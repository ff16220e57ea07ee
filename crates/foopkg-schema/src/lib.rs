//! Shared types and rule document model for foopkg.
//!
//! Everything here is plain data: the rule entries as they appear on disk,
//! the normalized [`PackageSpec`] the resolver and orchestrator consume, and
//! the identifier newtypes used across the workspace.

pub mod rule;
pub mod types;

// Re-exports
pub use rule::*;
pub use types::*;
//! Yes/no questions on the terminal.

use std::io::{self, BufRead, Write};

use foopkg_core::Confirm;

/// Asks on stdout and reads the answer from stdin.
#[derive(Debug, Clone, Copy, Default)]
pub struct TerminalPrompt;

impl Confirm for TerminalPrompt {
    fn confirm(&self, message: &str, default: Option<bool>) -> io::Result<bool> {
        ask(&mut io::stdin().lock(), &mut io::stdout(), message, default)
    }
}

/// Ask `message` until the answer starts with `y` or `n`.
///
/// An empty answer stands for `default` when there is one. End of input is
/// `default`, or no.
pub fn ask<R: BufRead, W: Write>(
    input: &mut R,
    output: &mut W,
    message: &str,
    default: Option<bool>,
) -> io::Result<bool> {
    let choices = match default {
        Some(true) => "[Y/n]",
        Some(false) => "[y/N]",
        None => "[y/n]",
    };

    loop {
        write!(output, "{message} {choices} ")?;
        output.flush()?;

        let mut line = String::new();
        if input.read_line(&mut line)? == 0 {
            writeln!(output)?;
            return Ok(default.unwrap_or(false));
        }

        match line.trim().chars().next().map(|c| c.to_ascii_lowercase()) {
            Some('y') => return Ok(true),
            Some('n') => return Ok(false),
            None if default.is_some() => return Ok(default.unwrap_or(false)),
            _ => writeln!(output, "Answer not valid.")?,
        }
    }
}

**Action item**
All of the data above must be repeated exactly.

**Reply**
repository ff16220e57ea07ee
filename crates/foopkg-schema/src/lib.rs
//! Shared types and rule document model for foopkg.
//!
//! Everything here is plain data: the rule entries as they appear on disk,
//! the normalized [`PackageSpec`] the resolver and orchestrator consume, and
//! the identifier newtypes used across the workspace.

pub mod rule;
pub mod types;

// Re-exports
pub use rule::*;
pub use types::*;
//! Yes/no questions on the terminal.

use std::io::{self, BufRead, Write};

use foopkg_core::Confirm;

/// Asks on stdout and reads the answer from stdin.
#[derive(Debug, Clone, Copy, Default)]
pub struct TerminalPrompt;

impl Confirm for TerminalPrompt {
    fn confirm(&self, message: &str, default: Option<bool>) -> io::Result<bool> {
        ask(&mut io::stdin().lock(), &mut io::stdout(), message, default)
    }
}

/// Ask `message` until the answer starts with `y` or `n`.
///
/// An empty answer stands for `default` when there is one. End of input is
/// `default`, or no.
pub fn ask<R: BufRead, W: Write>(
    input: &mut R,
    output: &mut W,
    message: &str,
    default: Option<bool>,
) -> io::Result<bool> {
    let choices = match default {
        Some(true) => "[Y/n]",
        Some(false) => "[y/N]",
        None => "[y/n]",
    };

    loop {
        write!(output, "{message} {choices} ")?;
        output.flush()?;

        let mut line = String::new();
        if input.read_line(&mut line)? == 0 {
            writeln!(output)?;
            return Ok(default.unwrap_or(false));
        }

        match line.trim().chars().next().map(|c| c.to_ascii_lowercase()) {
            Some('y') => return Ok(true),
            Some('n') => return Ok(false),
            None if default.is_some() => return Ok(default.unwrap_or(false)),
            _ => writeln!(output, "Answer not valid.")?,
        }
    }
}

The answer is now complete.